Through childhood and my teen years I have battled with my sexuality, unbeknownst to anyone. Living in the world we live in now I just decided not to tell anyone and just live life as a heterosexual male. Now, that I am in my mid twenties I felt it was unfair to my wife and I that I lived this lie. She deserved the truth and I was working on telling her myself, but things turned for the worst.
I would visit gay bars in cities far over and I enjoyed them. I needed help coming clean. So, I went to someone I could trust. One day I stopped by our church and decided to talk to my pastor. I knew he wouldn’t judge me and would give me the advice that best fit my problem. He told me to drop by his place and that we’d discuss it there because he was busy and there were multiple people in the church.
Later that night I stopped over and explained my situation from childhood up until that point. I had never been with a man intimately, but I knew my temptation was at a head and I knew what I desired. The pastor gave great advice about coming out which would set me free, but it would also give my wife a sense of the truth. I agreed. Days turned into weeks, weeks turned into months and I still hadn’t mustered up the courage to come clean.
I was still up to my usual antics, visiting gay bars, when I met a transgender woman named Lola. We talked and exchanged numbers. It had gotten to the point where we would hang out 2-3 times a week. I would lie to my wife telling her I was with my best friend. One night, Lola invited me to her place. One thing led to another and I don’t think I need to go into details about what happened.
The next day I was so ashamed so I called my pastor to talk. Once again he had me go over to his place to sort things out. When I got there he was kissing his wife goodbye as she was on her way to work. I told him how hard it was coming clean. I did not want to hurt my wife. I told him about my first sexual encounter with a male and he had a look of disbelief on his face. While talking to him he began talking sexual to me. He then asked me how did I feel being with a man? My exact words were, “I don’t know how to feel.” He then said, “Well, I’ll show you how to feel.” He took my hand and led the way to his bedroom and I then experienced being with a male for the second time.
When I got home I immediately took a shower because I felt dirty mentally. My wife was suspicious that I took a shower immediately when I got home and begin to question if I was cheating on her. I told her no and asked why would she ask me that. She said that she had called my friend and asked was I with him and he said no. She’d been calling my phone and not getting any answers, which I had seen, but deliberately decided not to answer. I told her no, and that I had a spiritual talk with the pastor and that was the reasoning for me not answer. She called the pastor and he confirmed it.
I felt so bad doing the things I’d done and I have to admit being with guys was not what I thought it was. I actually enjoy my wife more. I decided not to visit gay bars anymore and to live as a straight man. I also decided not to tell my wife of my infidelities because at that point I knew who I wanted to spend the rest of my life with and that was her.

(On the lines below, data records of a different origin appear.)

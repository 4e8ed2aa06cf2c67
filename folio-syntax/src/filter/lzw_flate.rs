use crate::object::{Dict, keys};
use log::warn;

struct PredictorParams {
    predictor: u8,
    colors: usize,
    bits_per_component: usize,
    columns: usize,
    early_change: bool,
}

impl PredictorParams {
    fn from_params(dict: &Dict) -> Self {
        Self {
            predictor: dict.get(keys::PREDICTOR).unwrap_or(1),
            colors: dict.get(keys::COLORS).unwrap_or(1),
            bits_per_component: dict.get(keys::BITS_PER_COMPONENT).unwrap_or(8),
            columns: dict.get(keys::COLUMNS).unwrap_or(1),
            early_change: dict.get::<u8>(keys::EARLY_CHANGE).is_none_or(|e| e != 0),
        }
    }

    fn bytes_per_pixel(&self) -> usize {
        (self.bits_per_component * self.colors).div_ceil(8).max(1)
    }

    fn row_length(&self) -> usize {
        (self.columns * self.colors * self.bits_per_component).div_ceil(8)
    }
}

fn apply_predictor(data: Vec<u8>, params: &PredictorParams) -> Option<Vec<u8>> {
    match params.predictor {
        0 | 1 => Some(data),
        2 => apply_tiff_predictor(data, params),
        10..=15 => apply_png_predictor(&data, params),
        other => {
            warn!("unknown predictor {other}");

            None
        }
    }
}

fn apply_tiff_predictor(mut data: Vec<u8>, params: &PredictorParams) -> Option<Vec<u8>> {
    if params.bits_per_component != 8 {
        warn!(
            "TIFF predictor with {} bits per component is not supported",
            params.bits_per_component
        );

        return None;
    }

    let row_len = params.row_length();
    let bpp = params.bytes_per_pixel();

    if row_len == 0 {
        return Some(data);
    }

    for row in data.chunks_mut(row_len) {
        for i in bpp..row.len() {
            row[i] = row[i].wrapping_add(row[i - bpp]);
        }
    }

    Some(data)
}

fn apply_png_predictor(data: &[u8], params: &PredictorParams) -> Option<Vec<u8>> {
    let row_len = params.row_length();
    let bpp = params.bytes_per_pixel();

    if row_len == 0 {
        return Some(vec![]);
    }

    let mut out = Vec::with_capacity(data.len());
    let mut prev = vec![0u8; row_len];

    // Each row is prefixed with the PNG filter type byte.
    for chunk in data.chunks(row_len + 1) {
        let (&kind, row) = chunk.split_first()?;
        let mut cur = row.to_vec();
        cur.resize(row_len, 0);

        for i in 0..row_len {
            let left = if i >= bpp { cur[i - bpp] } else { 0 };
            let up = prev[i];
            let up_left = if i >= bpp { prev[i - bpp] } else { 0 };

            cur[i] = cur[i].wrapping_add(match kind {
                0 => 0,
                1 => left,
                2 => up,
                3 => ((left as u16 + up as u16) / 2) as u8,
                4 => paeth(left, up, up_left),
                _ => {
                    warn!("invalid PNG predictor type {kind}");

                    return None;
                }
            });
        }

        out.extend_from_slice(&cur[..row.len().min(row_len)]);
        prev = cur;
    }

    Some(out)
}

fn paeth(a: u8, b: u8, c: u8) -> u8 {
    let p = a as i16 + b as i16 - c as i16;
    let pa = (p - a as i16).abs();
    let pb = (p - b as i16).abs();
    let pc = (p - c as i16).abs();

    if pa <= pb && pa <= pc {
        a
    } else if pb <= pc {
        b
    } else {
        c
    }
}

pub(crate) mod flate {
    use super::{PredictorParams, apply_predictor};
    use crate::object::Dict;
    use flate2::read::{DeflateDecoder, ZlibDecoder};
    use log::warn;
    use std::io::Read;

    pub(crate) fn decode(data: &[u8], params: &Dict) -> Option<Vec<u8>> {
        let decoded = inflate(data)?;

        apply_predictor(decoded, &PredictorParams::from_params(params))
    }

    fn inflate(data: &[u8]) -> Option<Vec<u8>> {
        let mut zlib = vec![];

        match ZlibDecoder::new(data).read_to_end(&mut zlib) {
            Ok(_) => return Some(zlib),
            Err(e) => warn!("zlib stream is corrupt ({e}), trying raw deflate"),
        }

        let mut raw = vec![];

        if DeflateDecoder::new(data).read_to_end(&mut raw).is_ok() {
            return Some(raw);
        }

        // Truncated streams are common; keep what could be recovered.
        (!zlib.is_empty()).then_some(zlib)
    }
}

pub(crate) mod lzw {
    use super::{PredictorParams, apply_predictor};
    use crate::object::Dict;
    use log::warn;
    use weezl::BitOrder;
    use weezl::decode::Decoder;

    pub(crate) fn decode(data: &[u8], params: &Dict) -> Option<Vec<u8>> {
        let params = PredictorParams::from_params(params);

        // EarlyChange 1 widens codes one entry early, like TIFF does.
        let mut decoder = if params.early_change {
            Decoder::with_tiff_size_switch(BitOrder::Msb, 8)
        } else {
            Decoder::new(BitOrder::Msb, 8)
        };

        let mut decoded = vec![];
        let result = decoder.into_vec(&mut decoded).decode(data);

        if let Err(e) = result.status {
            warn!("LZW stream is corrupt: {e}");

            if decoded.is_empty() {
                return None;
            }
        }

        apply_predictor(decoded, &params)
    }
}

#[cfg(test)]
mod tests {
    use super::*;
    use flate2::Compression;
    use flate2::write::ZlibEncoder;
    use std::io::Write;

    #[test]
    fn simple_lzw() {
        let input = [0x80, 0x0B, 0x60, 0x50, 0x22, 0x0C, 0x0C, 0x85, 0x01];
        let decoded = lzw::decode(&input, &Dict::new()).unwrap();

        assert_eq!(decoded, vec![45, 45, 45, 45, 45, 65, 45, 45, 45, 66]);
    }

    #[test]
    fn flate_roundtrip() {
        let mut e = ZlibEncoder::new(vec![], Compression::default());
        e.write_all(b"q 1 0 0 1 0 0 cm Q").unwrap();
        let compressed = e.finish().unwrap();

        assert_eq!(
            flate::decode(&compressed, &Dict::new()).unwrap(),
            b"q 1 0 0 1 0 0 cm Q"
        );
    }

    #[test]
    fn png_up_predictor() {
        let params = Dict::from_bytes(b"<< /Predictor 12 /Columns 3 >>").unwrap();
        let params = PredictorParams::from_params(&params);
        let data = vec![2, 1, 2, 3, 2, 1, 1, 1];

        assert_eq!(
            apply_predictor(data, &params).unwrap(),
            vec![1, 2, 3, 2, 3, 4]
        );
    }

    #[test]
    fn png_sub_predictor() {
        let params = Dict::from_bytes(b"<< /Predictor 11 /Columns 4 >>").unwrap();
        let params = PredictorParams::from_params(&params);

        assert_eq!(
            apply_predictor(vec![1, 5, 1, 1, 1], &params).unwrap(),
            vec![5, 6, 7, 8]
        );
    }

    #[test]
    fn tiff_predictor() {
        let params = Dict::from_bytes(b"<< /Predictor 2 /Columns 3 /Colors 1 >>").unwrap();
        let params = PredictorParams::from_params(&params);

        assert_eq!(
            apply_predictor(vec![10, 1, 1, 20, 2, 2], &params).unwrap(),
            vec![10, 11, 12, 20, 22, 24]
        );
    }
}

Two weeks went by and Lola began to call my phone heavily. I blocked her number and she began to call from other numbers. I was preparing dinner and my phone was charging when my phone rang and I asked my wife to answer it thinking it was my friend. When I asked my wife who was it she said it was my mother and that she wanted to speak with her. About twenty minutes passed and my wife came out the room fuming. She had been talking to Lola the entire time. I tried to explain, but she kicked me out the house. She then went on Facebook and wrote a long rant about how her life was a lie. She outed me as a gay man and said how she was beyond mad that a man she knew for almost 7 years could hurt her so much.
She would not answer my calls, text or anything. After about 3 hours passed and she had deleted the post but the damage was done. It was the talk of the town. My wife and I have a very social life and almost everybody in our city knows us and our families. I was hurt, sad, and depressed about this. I wanted to tell her but I didn’t want her to find out like this.

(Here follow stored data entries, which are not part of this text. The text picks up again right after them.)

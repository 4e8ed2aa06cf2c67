//! Tiling and shading patterns.

use crate::color::AlphaColor;
use crate::context::LoadContext;
use crate::picture::Picture;
use crate::shading::{Shading, ShadingQuality};
use folio_syntax::object::keys::*;
use folio_syntax::object::{Dict, Object};
use kurbo::{Affine, Rect};
use log::warn;
use std::sync::Arc;

/// Tiling patterns covering more cells than this are truncated.
const MAX_CELLS: usize = 1 << 16;

/// A pattern, as selected with the `scn`/`SCN` operators.
#[derive(Clone, Debug)]
pub enum Pattern {
    /// A tiling pattern.
    Tiling(Arc<TilingPattern>),
    /// A shading pattern.
    Shading(ShadingPattern),
}

impl PartialEq for Pattern {
    fn eq(&self, other: &Self) -> bool {
        match (self, other) {
            (Self::Tiling(a), Self::Tiling(b)) => Arc::ptr_eq(a, b),
            (Self::Shading(a), Self::Shading(b)) => {
                Arc::ptr_eq(&a.shading, &b.shading) && a.matrix == b.matrix
            }
            _ => false,
        }
    }
}

/// A shading pattern.
#[derive(Clone, Debug)]
pub struct ShadingPattern {
    /// The shading.
    pub shading: Arc<Shading>,
    /// Maps the shading space to the default space of the page or form the
    /// pattern is used in.
    pub matrix: Affine,
}

impl ShadingPattern {
    /// Load a shading pattern from its dictionary.
    pub fn new(dict: &Dict, ctx: &LoadContext<'_>, quality: &ShadingQuality) -> Option<Self> {
        let shading = Shading::load(dict.get_raw(SHADING)?, ctx, quality)?;

        if dict.contains_key(EXT_G_STATE) {
            warn!("graphics states of shading patterns are ignored");
        }

        Some(Self {
            shading,
            matrix: pattern_matrix(dict, ctx),
        })
    }
}

/// Whether the cell of a tiling pattern carries its own colors.
#[derive(Debug, Clone, Copy, PartialEq, Eq)]
pub enum PaintType {
    /// The cell specifies its colors.
    Colored,
    /// The cell is a stencil, colored when the pattern is selected.
    Uncolored,
}

/// A tiling pattern.
///
/// The cell is recorded once into a [`Picture`], which is then replayed at
/// every step of the lattice spanned by `x_step` and `y_step`. Steps are
/// independent of the cell size, so cells may overlap or leave gaps.
#[derive(Clone, Debug)]
pub struct TilingPattern {
    /// The cell bounds, in pattern space.
    pub bbox: Rect,
    /// The horizontal distance between cells.
    pub x_step: f64,
    /// The vertical distance between cells.
    pub y_step: f64,
    /// Maps the pattern space to the default space of the page or form the
    /// pattern is used in.
    pub matrix: Affine,
    /// Whether the cell is colored.
    pub paint_type: PaintType,
    /// The tiling type, between 1 and 3. All are rendered the same way.
    pub tiling_type: u8,
    /// The recorded cell.
    pub picture: Picture,
    /// The color of a colorized, uncolored pattern.
    pub color: Option<AlphaColor>,
}

impl TilingPattern {
    /// Read the parameters of a tiling pattern, given its already recorded
    /// cell.
    pub fn new(dict: &Dict, ctx: &LoadContext<'_>, picture: Picture) -> Option<Self> {
        let bbox = ctx
            .get::<[f64; 4]>(dict, BBOX)
            .map(|b| Rect::new(b[0], b[1], b[2], b[3]).abs())?;
        let x_step = ctx.get::<f64>(dict, X_STEP)?;
        let y_step = ctx.get::<f64>(dict, Y_STEP)?;

        if x_step == 0.0 || y_step == 0.0 || !x_step.is_finite() || !y_step.is_finite() {
            warn!("tiling pattern with step ({x_step}, {y_step})");

            return None;
        }

        let paint_type = match ctx.get::<i64>(dict, PAINT_TYPE)? {
            1 => PaintType::Colored,
            2 => PaintType::Uncolored,
            other => {
                warn!("unknown paint type {other}");

                return None;
            }
        };

        let tiling_type = ctx.get::<u8>(dict, TILING_TYPE).unwrap_or(1);

        if !(1..=3).contains(&tiling_type) {
            warn!("unknown tiling type {tiling_type}, assuming 1");
        }

        Some(Self {
            bbox,
            x_step,
            y_step,
            matrix: pattern_matrix(dict, ctx),
            paint_type,
            tiling_type: tiling_type.clamp(1, 3),
            picture,
            color: None,
        })
    }

    /// Bind an uncolored pattern to a color.
    ///
    /// Returns `None` for colored patterns, which keep their own colors.
    pub fn colorize(&self, color: AlphaColor) -> Option<Self> {
        if self.paint_type == PaintType::Colored {
            warn!("tried to colorize a colored tiling pattern");

            return None;
        }

        Some(Self {
            color: Some(color),
            ..self.clone()
        })
    }

    /// The translations, in pattern space, of all cells that intersect
    /// `area`, which is given in pattern space as well.
    ///
    /// Cells that merely touch the area are skipped.
    pub fn cell_transforms(&self, area: Rect) -> Vec<Affine> {
        let (xs, ys) = (self.x_step.abs(), self.y_step.abs());
        let range = |lo: f64, hi: f64, cell_lo: f64, cell_hi: f64, step: f64| {
            let first = ((lo - cell_hi) / step).floor() + 1.0;
            let last = ((hi - cell_lo) / step).ceil() - 1.0;

            (first as i64, last as i64)
        };

        let (x0, x1) = range(area.x0, area.x1, self.bbox.x0, self.bbox.x1, xs);
        let (y0, y1) = range(area.y0, area.y1, self.bbox.y0, self.bbox.y1, ys);

        if x1 < x0 || y1 < y0 {
            return vec![];
        }

        let cells = (x1 - x0 + 1).saturating_mul(y1 - y0 + 1);

        if cells as u64 > MAX_CELLS as u64 {
            warn!("tiling pattern needs {cells} cells, truncating");
        }

        let mut out = Vec::new();

        'outer: for y in y0..=y1 {
            for x in x0..=x1 {
                if out.len() >= MAX_CELLS {
                    break 'outer;
                }

                out.push(Affine::translate((x as f64 * xs, y as f64 * ys)));
            }
        }

        out
    }
}

/// The type of a pattern, without loading it.
pub(crate) fn pattern_type(obj: &Object, ctx: &LoadContext<'_>) -> Option<i64> {
    ctx.get::<i64>(ctx.deref(obj)?.as_dict()?, PATTERN_TYPE)
}

fn pattern_matrix(dict: &Dict, ctx: &LoadContext<'_>) -> Affine {
    ctx.get::<[f64; 6]>(dict, MATRIX)
        .map(Affine::new)
        .unwrap_or_default()
}

#[cfg(test)]
mod tests {
    use super::*;
    use crate::cache::DocumentCache;
    use crate::interpret::WarningSinkFn;
    use crate::picture::RecordingCanvas;
    use folio_syntax::object::ObjectStore;

    fn tiling(src: &[u8]) -> Option<TilingPattern> {
        let store = ObjectStore::new();
        let cache = DocumentCache::new();
        let sink: WarningSinkFn = Arc::new(|_| {});
        let ctx = LoadContext::new(&store, &cache, &sink);
        let obj = Object::from_bytes(src)?;

        TilingPattern::new(obj.as_dict()?, &ctx, RecordingCanvas::new().finish())
    }

    const CELL: &[u8] =
        b"<< /PatternType 1 /PaintType 1 /TilingType 1 /BBox [0 0 10 10] /XStep 10 /YStep 10 >>";

    #[test]
    fn three_by_three() {
        let pattern = tiling(CELL).unwrap();
        let cells = pattern.cell_transforms(Rect::new(0.0, 0.0, 30.0, 30.0));

        assert_eq!(cells.len(), 9);

        for (i, cell) in cells.iter().enumerate() {
            let [a, b, c, d, e, f] = cell.as_coeffs();
            assert_eq!([a, b, c, d], [1.0, 0.0, 0.0, 1.0]);
            assert_eq!((e, f), ((i % 3) as f64 * 10.0, (i / 3) as f64 * 10.0));
        }
    }

    #[test]
    fn partial_cells_are_included() {
        let pattern = tiling(CELL).unwrap();

        assert_eq!(pattern.cell_transforms(Rect::new(5.0, 5.0, 25.0, 15.0)).len(), 6);
        assert!(pattern.cell_transforms(Rect::ZERO).is_empty());
    }

    #[test]
    fn steps_larger_than_the_cell() {
        let pattern = tiling(
            b"<< /PaintType 2 /BBox [0 0 10 10] /XStep 20 /YStep 20 /Matrix [2 0 0 2 0 0] >>",
        )
        .unwrap();

        assert_eq!(pattern.matrix, Affine::scale(2.0));
        assert_eq!(pattern.cell_transforms(Rect::new(0.0, 0.0, 40.0, 40.0)).len(), 4);
    }

    #[test]
    fn colorize() {
        let colored = tiling(CELL).unwrap();
        assert!(colored.colorize(AlphaColor::BLACK).is_none());

        let uncolored =
            tiling(b"<< /PaintType 2 /BBox [0 0 10 10] /XStep 10 /YStep 10 >>").unwrap();
        let red = AlphaColor::from_rgb8(255, 0, 0);
        assert_eq!(uncolored.colorize(red).unwrap().color, Some(red));
    }

    #[test]
    fn zero_step() {
        assert!(tiling(b"<< /PaintType 1 /BBox [0 0 10 10] /XStep 0 /YStep 10 >>").is_none());
    }
}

That Sunday I decided to go to church. I knew I would see my wife there. When I got there the pastor and his wife, and my wife’s aunt were standing outside and in so many words they told me that I was banned from coming inside the church and that a gay guy would never be allowed to step foot in the house of God.

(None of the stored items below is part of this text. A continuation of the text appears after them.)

use log::warn;

/// Log a warning when a lookup comes back empty.
pub trait OptionLog {
    /// Emit `msg` as a warning if `self` is `None`.
    fn warn_none(self, msg: &str) -> Self;
}

impl<T> OptionLog for Option<T> {
    #[inline]
    fn warn_none(self, msg: &str) -> Self {
        self.or_else(|| {
            warn!("{msg}");

            None
        })
    }
}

I was taken aback because the pastor and I were once involved. A few days later my best friend, who is also a member of the church and good friend with the pastor, First Lady and my wife, told me about a conversation that went on. He said the pastor, his wife and my wife all talked about how I was a disgrace to humankind, how I was going to hell, and how I should just move out of town and take my sins with me.
I decided to go over to the pastors house and confront him because not only had I confided in him to help me, but he took advantage of my weakness and was now living as this holy hypocrite bashing me for my mistakes. When I got there his wife and him both hurled numerous homosexual slurs towards me and threatened if I didn’t get off their property the police would be called. I couldn’t believe the words that were coming out of these “Christians” mouths.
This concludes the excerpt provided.